De l'avis d'Edelman, le cerveau n'est pas réductible à un programme
exécutable sur une machine ([Edelman, 1992]). En outre, il déclare:
``L'aptitude du système nerveux à effectuer une catégorisation
perceptive des différents signaux pour la vue, le son, etc., et à les
diviser en classes cohérentes sans code préalable est propre au cerveau,
et les ordinateurs n'y parviennent pas''. La raison principale qu'il
invoque est qu'un programme est conçu en dehors de la réalité physique
de la machine qui le fait fonctionner, même si des interactions avec
le monde extérieur sont traitées dans ce programme.
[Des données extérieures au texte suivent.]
pub mod pagination;
pub mod search_view;

pub use pagination::{page_controls, PageControl, PAGE_WINDOW};
pub use search_view::{action_href, SearchView};
//! The jar page: capsule dots, coin balance, and the two open flows
//! (pick a capsule or draw one at random). Opened capsules surface
//! through the popup manager.

use std::rc::Rc;

use wasm_bindgen_futures::spawn_local;
use web_sys::MouseEvent;
use yew::prelude::*;

use capsulejar_core::popup::ButtonCount;
use capsulejar_core::{CapsuleDetail, Envelope};

use crate::api::ApiClient;
use crate::app_router::{navigate, Route, UserType, WriteKind};
use crate::context::{
    AppPopupPatch, LoadingHandle, PopupHandle, GENERIC_ERROR_BODY, GENERIC_ERROR_TITLE,
};
use crate::query_cache::QueryCache;

const LOAD_CAPSULE_FALLBACK: &str = "Failed to load capsule";
const RANDOM_CAPSULE_FALLBACK: &str = "Failed to get random capsule";

/// Failure popup for the open flows: generic title, server message in the
/// body with a per-operation fallback.
fn open_failure_notice<T>(envelope: &Envelope<T>, fallback: &'static str) -> (&'static str, String) {
    (GENERIC_ERROR_TITLE, envelope.message_or(fallback).to_string())
}

#[derive(Properties)]
pub(crate) struct JarProps {
    pub(crate) api: Rc<ApiClient>,
    pub(crate) cache: QueryCache,
    pub(crate) user_type: UserType,
    pub(crate) jar_id: String,
}

impl PartialEq for JarProps {
    fn eq(&self, other: &Self) -> bool {
        Rc::ptr_eq(&self.api, &other.api)
            && self.cache == other.cache
            && self.user_type == other.user_type
            && self.jar_id == other.jar_id
    }
}

/// An opened capsule waiting to be surfaced, keyed by its id so a reply
/// route can be built from it.
#[derive(Clone, PartialEq)]
struct OpenedCapsule {
    capsule_id: Option<String>,
    detail: CapsuleDetail,
}

#[function_component(JarPage)]
pub(crate) fn jar_page(props: &JarProps) -> Html {
    let popup = use_context::<PopupHandle>().expect("popup context");
    let loading = use_context::<LoadingHandle>().expect("loading context");
    let opened = use_state(|| None::<OpenedCapsule>);

    // Cache notifications bump a counter to trigger a rerender; the jar
    // and user snapshots below are re-read on each pass.
    let tick = use_state(|| 0u64);
    {
        let cache = props.cache.clone();
        let jar_id = props.jar_id.clone();
        let tick = tick.clone();
        let counter = use_mut_ref(|| 0u64);
        use_effect_with((), move |_| {
            let listener: Rc<dyn Fn()> = Rc::new(move || {
                let mut count = counter.borrow_mut();
                *count += 1;
                tick.set(*count);
            });
            let subscription = cache.subscribe(listener);
            cache.ensure_jar(&jar_id);
            cache.ensure_user();
            move || drop(subscription)
        });
    }

    let jar = props.cache.jar(&props.jar_id);
    let user = props.cache.user();

    // Surfacing is driven by state so the popup outlives the click handler.
    {
        let popup = popup.clone();
        let opened_handle = opened.clone();
        let user_type = props.user_type;
        let jar_id = props.jar_id.clone();
        use_effect_with((*opened).clone(), move |current| {
            let Some(current) = current else {
                return;
            };
            let author = if current.detail.author_nickname.is_empty() {
                "Anonymous".to_string()
            } else {
                current.detail.author_nickname.clone()
            };
            let clear = {
                let opened_handle = opened_handle.clone();
                Callback::from(move |_| opened_handle.set(None))
            };
            let reply_target = current
                .capsule_id
                .clone()
                .filter(|_| user_type == UserType::Master);
            let patch = match reply_target {
                Some(capsule_id) => AppPopupPatch {
                    title: Some(format!("From: {author}")),
                    body: Some(current.detail.content.clone()),
                    button_count: Some(ButtonCount::Two),
                    confirm_label: Some("Reply".to_string()),
                    reject_label: Some("Close".to_string()),
                    on_confirm: Some({
                        let opened_handle = opened_handle.clone();
                        Callback::from(move |_| {
                            opened_handle.set(None);
                            navigate(&Route::Write {
                                user_type: UserType::Master,
                                jar_id: jar_id.clone(),
                                kind: WriteKind::Reply,
                                step: 1,
                                capsule_id: Some(capsule_id.clone()),
                            });
                        })
                    }),
                    on_reject: Some(clear),
                    ..AppPopupPatch::default()
                },
                None => AppPopupPatch {
                    title: Some(format!("From: {author}")),
                    body: Some(current.detail.content.clone()),
                    on_confirm: Some(clear),
                    ..AppPopupPatch::default()
                },
            };
            popup.show(patch);
        });
    }

    let open_capsule = {
        let api = props.api.clone();
        let cache = props.cache.clone();
        let popup = popup.clone();
        let loading = loading.clone();
        let opened = opened.clone();
        let jar_id = props.jar_id.clone();
        Callback::from(move |capsule_id: String| {
            let api = api.clone();
            let cache = cache.clone();
            let popup = popup.clone();
            let loading = loading.clone();
            let opened = opened.clone();
            let jar_id = jar_id.clone();
            loading.set(true);
            spawn_local(async move {
                let result = api.get_capsule(&jar_id, &capsule_id).await;
                loading.set(false);
                match result {
                    Ok(envelope) if envelope.is_ok() => {
                        let Some(detail) = envelope.data else {
                            popup.show_message(GENERIC_ERROR_TITLE, GENERIC_ERROR_BODY);
                            return;
                        };
                        opened.set(Some(OpenedCapsule {
                            capsule_id: Some(capsule_id),
                            detail,
                        }));
                        cache.refetch_jar(&jar_id);
                        cache.refetch_user();
                    }
                    Ok(envelope) => {
                        let (title, body) = open_failure_notice(&envelope, LOAD_CAPSULE_FALLBACK);
                        popup.show_message(title, &body);
                    }
                    Err(_) => popup.show_message(GENERIC_ERROR_TITLE, GENERIC_ERROR_BODY),
                }
            });
        })
    };

    let on_open_random = {
        let api = props.api.clone();
        let cache = props.cache.clone();
        let popup = popup.clone();
        let loading = loading.clone();
        let opened = opened.clone();
        let jar_id = props.jar_id.clone();
        Callback::from(move |_: MouseEvent| {
            let api = api.clone();
            let cache = cache.clone();
            let popup = popup.clone();
            let loading = loading.clone();
            let opened = opened.clone();
            let jar_id = jar_id.clone();
            loading.set(true);
            spawn_local(async move {
                let result = api.random_capsule(&jar_id).await;
                loading.set(false);
                match result {
                    Ok(envelope) if envelope.is_ok() => {
                        let Some(detail) = envelope.data else {
                            popup.show_message(GENERIC_ERROR_TITLE, GENERIC_ERROR_BODY);
                            return;
                        };
                        opened.set(Some(OpenedCapsule {
                            capsule_id: None,
                            detail,
                        }));
                        cache.refetch_jar(&jar_id);
                        cache.refetch_user();
                    }
                    Ok(envelope) => {
                        let (title, body) = open_failure_notice(&envelope, RANDOM_CAPSULE_FALLBACK);
                        popup.show_message(title, &body);
                    }
                    Err(_) => popup.show_message(GENERIC_ERROR_TITLE, GENERIC_ERROR_BODY),
                }
            });
        })
    };

    let on_write = {
        let popup = popup.clone();
        let user = user.clone();
        let user_type = props.user_type;
        let jar_id = props.jar_id.clone();
        Callback::from(move |_: MouseEvent| {
            if user.is_none() {
                popup.show_message_with_confirm(
                    "Login Required",
                    "You need to login to write a message.",
                    Callback::from(|_| navigate(&Route::Login)),
                );
                return;
            }
            navigate(&Route::Write {
                user_type,
                jar_id: jar_id.clone(),
                kind: WriteKind::Normal,
                step: 1,
                capsule_id: None,
            });
        })
    };

    let on_back = Callback::from(|_: MouseEvent| navigate(&Route::Splash));

    let capsule_dots: Html = match jar.as_ref() {
        Some(jar) => jar
            .capsules
            .iter()
            .map(|capsule| {
                let on_click = {
                    let open_capsule = open_capsule.clone();
                    let capsule_id = capsule.capsule_id.clone();
                    Callback::from(move |_: MouseEvent| open_capsule.emit(capsule_id.clone()))
                };
                let class = if capsule.read {
                    "capsule-dot read"
                } else {
                    "capsule-dot"
                };
                html! {
                    <button
                        class={class}
                        style={format!("background-color: {};", capsule.color)}
                        title={capsule.author_nickname.clone()}
                        onclick={on_click}
                    />
                }
            })
            .collect(),
        None => Html::default(),
    };

    let owner_label = jar
        .as_ref()
        .map(|jar| jar.user_nickname.clone())
        .unwrap_or_default();
    let coin_label = user.as_ref().map(|user| user.coin.to_string());

    html! {
        <div class="page jar-page">
            <header class="jar-header">
                <button class="link" onclick={on_back}>{"Back"}</button>
                <h1>{format!("{owner_label}'s Jar")}</h1>
                if let Some(coins) = coin_label {
                    <span class="coin-count">{format!("Coins: {coins}")}</span>
                }
            </header>
            <div class="capsule-grid">
                {capsule_dots}
            </div>
            <div class="jar-actions">
                <button class="primary" onclick={on_open_random}>{"Open Random"}</button>
                <button class="primary" onclick={on_write}>{"Write a Capsule"}</button>
            </div>
        </div>
    }
}

#[cfg(test)]
mod tests {
    use super::*;

    fn failure_envelope(message: Option<&str>) -> Envelope<CapsuleDetail> {
        Envelope {
            status: 404,
            data: None,
            message: message.map(str::to_string),
        }
    }

    #[test]
    fn open_failure_keeps_generic_title_and_server_body() {
        let (title, body) =
            open_failure_notice(&failure_envelope(Some("capsule is gone")), LOAD_CAPSULE_FALLBACK);
        assert_eq!(title, "Error");
        assert_eq!(body, "capsule is gone");
    }

    #[test]
    fn open_failure_body_falls_back_per_operation() {
        let (title, body) = open_failure_notice(&failure_envelope(None), LOAD_CAPSULE_FALLBACK);
        assert_eq!(title, "Error");
        assert_eq!(body, "Failed to load capsule");

        let (_, body) = open_failure_notice(&failure_envelope(None), RANDOM_CAPSULE_FALLBACK);
        assert_eq!(body, "Failed to get random capsule");
    }
}
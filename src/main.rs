mod api;
mod app_router;
mod auth_view;
mod context;
mod jar_view;
mod persisted_store;
mod query_cache;
mod write_view;
mod yew_app;

fn main() {
    yew_app::run_app();
}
Cela signifie que
deux machines différentes, possédant le même programme, traiteront le
programme de la même façon; en définitive, pour que celui-ci puisse
s'exécuter à partir de ``supports'' différents (en particulier lorsque
la machine est pourvue de capteurs ou d'effecteurs, cette différence,
aussi minime soit-elle, existe), il faut avoir prévu l'ensemble des
cas possibles au coeur du programme. Or, de son point de vue, en ce
qui concerne le cerveau, le contenu (c'est-à-dire le programme) ne peut
être dissocié du contenant (la réalité physique du corps). Pratiquement,
nous constatons qu'un même programme réagit de manière différente sur
deux robots distincts, possédant forcément des capteurs dont la réponse
n'est pas tout à fait la même. Il faudrait donc que ce programme puisse
s'adapter à la réalité physique du robot.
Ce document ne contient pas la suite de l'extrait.